It is kind of funny that the Deckard being a replicant has become the "Han shot first" of this film. Back before the Directors cut, it was actually pretty cool to think Deckard was a rep.
Actually, the “cool” thing is pondering the question and its implications. Less cool is being given a definitive answer, especially one that blithely tosses out the thematic core of Dick’s story for the sake of a cheap, pointless, and pinheaded gimmick.
Seriously, this is one of the reasons writers frequently exhibit a heavy degree of fear and loathing when it comes to having their literary works adapted by “visionary” film directors.
No one is questioning Scott’s directorial supremacy; for better or worse, Blade Runner is ultimately his film. I just wish he’d demonstrated better creative judgement with regard to the “Deckard is a replicant” issue.
The question posed by Dick’s novel, i.e. “When does a human being cease to be human?” is as timeless as drama itself, and the reason the book exists.
The question “When does a replicant cease to be human?” is a dramatic non-starter. I mean, honestly, who gives a ****?
Replicants pretty much are artificially created humans, and therefore are the same as us, but just don't have the same rights to life and freedom naturally born humans do.
Scott would probably agree that replicants are the same as humans.
Dick, on the other hand, would probably be appalled the suggestion.
Again, no one is arguing with Scott’s right to make the sorts of huge, story-shaping decisions contemporary film directors get to make. It is, as we’re so often told, very much a director’s medium.
Nevertheless, when a director chucks a story’s THEME without having anything of substance to replace it with, he does so at his own peril.

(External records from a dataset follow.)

use crate::values::Value;
use num_traits::FromPrimitive;
use op_codes::OpCode;

// Submodules
pub mod op_codes;

/// The maximum number of constants a single chunk can hold. Constant
/// operands are one byte wide.
pub const MAX_CONSTANTS: usize = 256;

/// Contains all the necessary information about the instructions to be
/// executed: the raw bytecode, the source line of every byte, and the
/// constant pool the bytecode refers into.
#[derive(Default)]
pub struct Chunk {
  /// The raw instruction bytes to execute in this chunk.
  pub instructions: Vec<u8>,
  /// The source line associated with each instruction byte. Always the
  /// same length as `instructions`.
  pub lines: Vec<usize>,
  /// The literal constant values found in this chunk of code.
  constants: Vec<Value>,
}

impl Chunk {
  /// Adds a raw byte and its source line into the chunk.
  pub fn push_byte(&mut self, byte: u8, line: usize) {
    self.instructions.push(byte);
    self.lines.push(line);
  }

  /// Decodes the instruction byte at the given index.
  pub fn get_op_code(&self, idx: usize) -> OpCode {
    // The compiler only emits valid opcode bytes at instruction
    // boundaries, so decoding cannot fail here.
    FromPrimitive::from_u8(self.instructions[idx]).unwrap()
  }

  /// Retrieves the raw byte at the given index.
  pub fn get_byte(&self, idx: usize) -> u8 {
    self.instructions[idx]
  }

  /// Gets the source line associated with the byte at the given index.
  pub fn get_line(&self, idx: usize) -> usize {
    self.lines[idx]
  }

  /// Adds a constant to this chunk's constant pool and returns its
  /// position. Equal constants share a single pool slot.
  ///
  /// # Returns
  /// `Option<u8>`: The position of the value in the pool, or `None` if
  /// the pool is already full.
  pub fn add_constant(&mut self, value: Value) -> Option<u8> {
    match self.constants.iter().position(|x| *x == value) {
      Some(pos) => Some(pos as u8),
      None => {
        if self.constants.len() >= MAX_CONSTANTS {
          return None;
        }

        self.constants.push(value);
        Some((self.constants.len() - 1) as u8)
      }
    }
  }

  /// Retrieves a constant from this chunk's constant pool.
  pub fn get_constant(&self, idx: usize) -> &Value {
    &self.constants[idx]
  }

  /// Gets the size of the constant pool for this chunk.
  #[allow(dead_code)]
  pub fn get_pool_size(&self) -> usize {
    self.constants.len()
  }

  /// Disassembles the chunk, printing each instruction with its byte
  /// offset, source line, mnemonic, and operand.
  #[cfg(feature = "show_bytecode")]
  pub fn disassemble(&self, name: &str) {
    println!("==== {} ====", name);

    let mut offset = 0;
    let mut last_line = 0;

    while offset < self.instructions.len() {
      let instr = self.get_op_code(offset);
      let line = self.lines[offset];

      // Prints the index of the current instruction.
      print!("{:04} ", offset);

      // Prints a line number, or a vertical bar when the instruction is
      // on the same line as the previous one.
      if line == last_line {
        print!("   | ");
      } else {
        print!("{:4} ", line);
        last_line = line;
      }

      match instr {
        OpCode::DefineGlobal | OpCode::GetGlobal | OpCode::LoadConstant | OpCode::SetGlobal => {
          let idx = self.get_byte(offset + 1) as usize;
          println!("{:<16} {:4} '{}'", format!("{:?}", instr), idx, self.get_constant(idx));
          offset += 2;
        }
        _ => {
          println!("{:?}", instr);
          offset += 1;
        }
      }
    }
  }
}
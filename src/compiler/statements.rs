use crate::chunk::op_codes::OpCode;
use crate::compiler::Compiler;
use crate::lexer::tokens::TokenKind;
use crate::values::Value;

impl<'a> Compiler<'a> {
  /// Compiles a single declaration, recovering to the next statement
  /// boundary when the declaration left the compiler in panic mode.
  pub(super) fn declaration(&mut self) {
    if self.matches(TokenKind::VAR_KW) {
      self.var_declaration();
    } else {
      self.statement();
    }

    if self.is_in_panic {
      self.synchronize();
    }
  }

  /// Compiles a variable declaration. A declaration without an
  /// initializer binds the variable to `nil`.
  fn var_declaration(&mut self) {
    let idx = self.parse_variable("Expect variable name.");

    if self.matches(TokenKind::EQUALS) {
      self.expression();
    } else {
      self.emit_op_code(OpCode::LoadImmNil);
    }

    self.consume(TokenKind::SEMICOLON, "Expect ';' after variable declaration.");
    self.define_variable(idx);
  }

  /// Consumes an identifier token and returns the constant-pool
  /// position of its interned name.
  fn parse_variable(&mut self, message: &str) -> u8 {
    self.consume(TokenKind::IDENTIFIER, message);
    self.identifier_constant(self.previous.lexeme)
  }

  /// Interns an identifier name and stores it in the constant pool, so
  /// that the global opcodes can refer to the name by position.
  pub(super) fn identifier_constant(&mut self, name: &str) -> u8 {
    let name = Value::Str(self.strings.intern(name));
    self.make_constant(name).unwrap_or(0)
  }

  /// Defines a declaration as a global variable.
  fn define_variable(&mut self, idx: u8) {
    self.emit_op_code_with_byte(OpCode::DefineGlobal, idx);
  }

  /// Compiles a single statement.
  pub(super) fn statement(&mut self) {
    if self.matches(TokenKind::PRINT_KW) {
      self.print_statement();
    } else if self.matches(TokenKind::L_CURLY) {
      self.begin_scope();
      self.block();
      self.end_scope();
    } else {
      self.expression_statement();
    }
  }

  /// Compiles a print statement.
  fn print_statement(&mut self) {
    self.expression();
    self.consume(TokenKind::SEMICOLON, "Expect ';' after value.");
    self.emit_op_code(OpCode::Print);
  }

  /// Compiles an expression statement, discarding the expression's
  /// value afterwards.
  fn expression_statement(&mut self) {
    self.expression();
    self.consume(TokenKind::SEMICOLON, "Expect ';' after expression.");
    self.emit_op_code(OpCode::PopStackTop);
  }

  /// Compiles the declarations inside a braced block.
  fn block(&mut self) {
    while !self.check(TokenKind::R_CURLY) && !self.check(TokenKind::EOF) {
      self.declaration();
    }

    self.consume(TokenKind::R_CURLY, "Expect '}' after block.");
  }

  // Blocks are recognized syntactically, but no locals are resolved
  // yet, so entering and leaving a scope only tracks the depth.
  fn begin_scope(&mut self) {
    self.scope_depth += 1;
  }

  fn end_scope(&mut self) {
    debug_assert!(self.scope_depth > 0, "Unbalanced scopes.");
    self.scope_depth -= 1;
  }
}
use crate::lexer::tokens::{make_identifier_kind, Token, TokenKind};

// Submodules
pub mod tokens;

/// Struct that represents the scanner.
pub struct Lexer<'a> {
  /// The raw source text.
  source: &'a str,
  /// The byte position of the first character of the current token.
  token_start: usize,
  /// The byte position of the current character.
  current: usize,
  /// The current line number.
  line_num: usize,
}

impl<'a> Lexer<'a> {
  /// An initialized instance of the lexer.
  ///
  /// # Parameters
  /// - `src`: The source text. The caller keeps it alive for as long as
  /// the produced tokens are in use, since their lexemes borrow from it.
  pub fn new(src: &'a str) -> Lexer<'a> {
    Self {
      source: src,
      token_start: 0,
      current: 0,
      line_num: 1,
    }
  }

  /// Scans the next token in the source. Once the source is exhausted,
  /// every subsequent call returns an `EOF` token.
  pub fn next_token(&mut self) -> Token<'a> {
    self.skip_whitespace();
    self.token_start = self.current;

    if self.is_at_end() {
      return self.make_token(TokenKind::EOF);
    }

    let c = self.advance();

    if c.is_ascii_digit() {
      return self.make_number_token();
    }

    if c == b'_' || c.is_ascii_alphabetic() {
      return self.make_identifier_token();
    }

    match c {
      b'(' => self.make_token(TokenKind::L_PAREN),
      b')' => self.make_token(TokenKind::R_PAREN),
      b'{' => self.make_token(TokenKind::L_CURLY),
      b'}' => self.make_token(TokenKind::R_CURLY),
      b';' => self.make_token(TokenKind::SEMICOLON),
      b',' => self.make_token(TokenKind::COMMA),
      b'.' => self.make_token(TokenKind::DOT),
      b'-' => self.make_token(TokenKind::DASH),
      b'+' => self.make_token(TokenKind::PLUS),
      b'/' => self.make_token(TokenKind::SLASH),
      b'*' => self.make_token(TokenKind::STAR),
      b'!' => {
        let kind = if self.matches(b'=') { TokenKind::BANG_EQ } else { TokenKind::BANG };
        self.make_token(kind)
      }
      b'=' => {
        let kind = if self.matches(b'=') { TokenKind::LOGIC_EQ } else { TokenKind::EQUALS };
        self.make_token(kind)
      }
      b'<' => {
        let kind = if self.matches(b'=') {
          TokenKind::LESS_THAN_EQ
        } else {
          TokenKind::LESS_THAN
        };
        self.make_token(kind)
      }
      b'>' => {
        let kind = if self.matches(b'=') {
          TokenKind::GREATER_THAN_EQ
        } else {
          TokenKind::GREATER_THAN
        };
        self.make_token(kind)
      }
      b'"' => self.make_string_token(),
      _ => self.make_error_token("Unexpected character"),
    }
  }

  /// Gets the current character without consuming it. Returns the NUL
  /// byte once the source is exhausted.
  fn get_current(&self) -> u8 {
    if self.is_at_end() {
      return b'\0';
    }

    self.source.as_bytes()[self.current]
  }

  /// Returns the character after the current one without consuming it.
  fn get_next(&self) -> u8 {
    if self.current + 1 >= self.source.len() {
      return b'\0';
    }

    self.source.as_bytes()[self.current + 1]
  }

  /// Checks if the scanner is at the end of the source.
  fn is_at_end(&self) -> bool {
    self.current >= self.source.len()
  }

  /// Advances to the next character and returns the consumed one.
  fn advance(&mut self) -> u8 {
    let current = self.get_current();
    self.current += 1;
    current
  }

  /// Matches the current character against a provided character,
  /// consuming it on a match.
  fn matches(&mut self, expected: u8) -> bool {
    if self.is_at_end() || self.get_current() != expected {
      return false;
    }

    self.current += 1;
    true
  }

  /// Skips whitespace-like characters and line comments from the source code.
  fn skip_whitespace(&mut self) {
    loop {
      match self.get_current() {
        b' ' | b'\r' | b'\t' => {
          self.advance();
        }
        b'\n' => {
          self.line_num += 1;
          self.advance();
        }
        b'/' if self.get_next() == b'/' => {
          // A line comment runs to the end of the line.
          while !self.is_at_end() && self.get_current() != b'\n' {
            self.advance();
          }
        }
        _ => break,
      }
    }
  }

  /// Generates a number token with the current state of the scanner.
  fn make_number_token(&mut self) -> Token<'a> {
    while self.get_current().is_ascii_digit() {
      self.advance();
    }

    // The '.' is consumed only when a fractional digit follows it.
    if self.get_current() == b'.' && self.get_next().is_ascii_digit() {
      self.advance();

      while self.get_current().is_ascii_digit() {
        self.advance();
      }
    }

    self.make_token(TokenKind::NUM_LIT)
  }

  /// Generates a string token with the current state of the scanner.
  /// Strings may span multiple lines.
  fn make_string_token(&mut self) -> Token<'a> {
    while self.get_current() != b'"' && !self.is_at_end() {
      if self.get_current() == b'\n' {
        self.line_num += 1;
      }

      self.advance();
    }

    if self.is_at_end() {
      return self.make_error_token("Unterminated string.");
    }

    // The closing quote.
    self.advance();
    self.make_token(TokenKind::STR_LIT)
  }

  /// Generates an identifier or keyword token with the current state of
  /// the scanner.
  fn make_identifier_token(&mut self) -> Token<'a> {
    loop {
      let c = self.get_current();

      if c == b'_' || c.is_ascii_alphanumeric() {
        self.advance();
      } else {
        break;
      }
    }

    let id = &self.source[self.token_start..self.current];
    self.make_token(make_identifier_kind(id))
  }

  /// Generates a token with the current state of the scanner.
  fn make_token(&self, kind: TokenKind) -> Token<'a> {
    Token {
      kind,
      lexeme: &self.source[self.token_start..self.current],
      line: self.line_num,
    }
  }

  /// Generates an error token with the provided message as its lexeme.
  fn make_error_token(&self, message: &'static str) -> Token<'a> {
    Token {
      kind: TokenKind::ERROR,
      lexeme: message,
      line: self.line_num,
    }
  }
}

The new question becomes do Replicant's have souls like humans do, or do humans just think they do, since replicants can also behave as if they have souls themselves?
A thought-provoking question in its own right, and an important part of the subtext of
any version of Blade Runner. But it is just that; subtext.
I mean, if Scott had really wanted the “Do machines have souls?” question to be at the heart of his movie he should have made “A.I.”
Part of being a good director is knowing what the theme/ counter-theme of your story is.
In a tight screenplay every scene will tend to support that theme/ counter-theme in one way or another. In a muddled screenplay competing themes will cancel each other out, the net effect being a movie that doesn’t know what it’s trying to say.
As beautiful, moody, ambitious, and in some cases groundbreaking as Blade Runner is, it is simply not as strong dramatically as it might have been had Scott been more respectful of the source material (which I doubt he ever read).
I think what frustrates longtime BR fans is the fact that the unicorn dream business is so unnecessary. As you point out, the suspicion that Deckard may not be human (physically or metaphysically) is a really cool question for the movie to raise, and it’s present in each and every one of Blade Runner's various incarnations. Why Scott would choose, via the Director's Cut, to answer the question so clumsily and definitively is beyond me.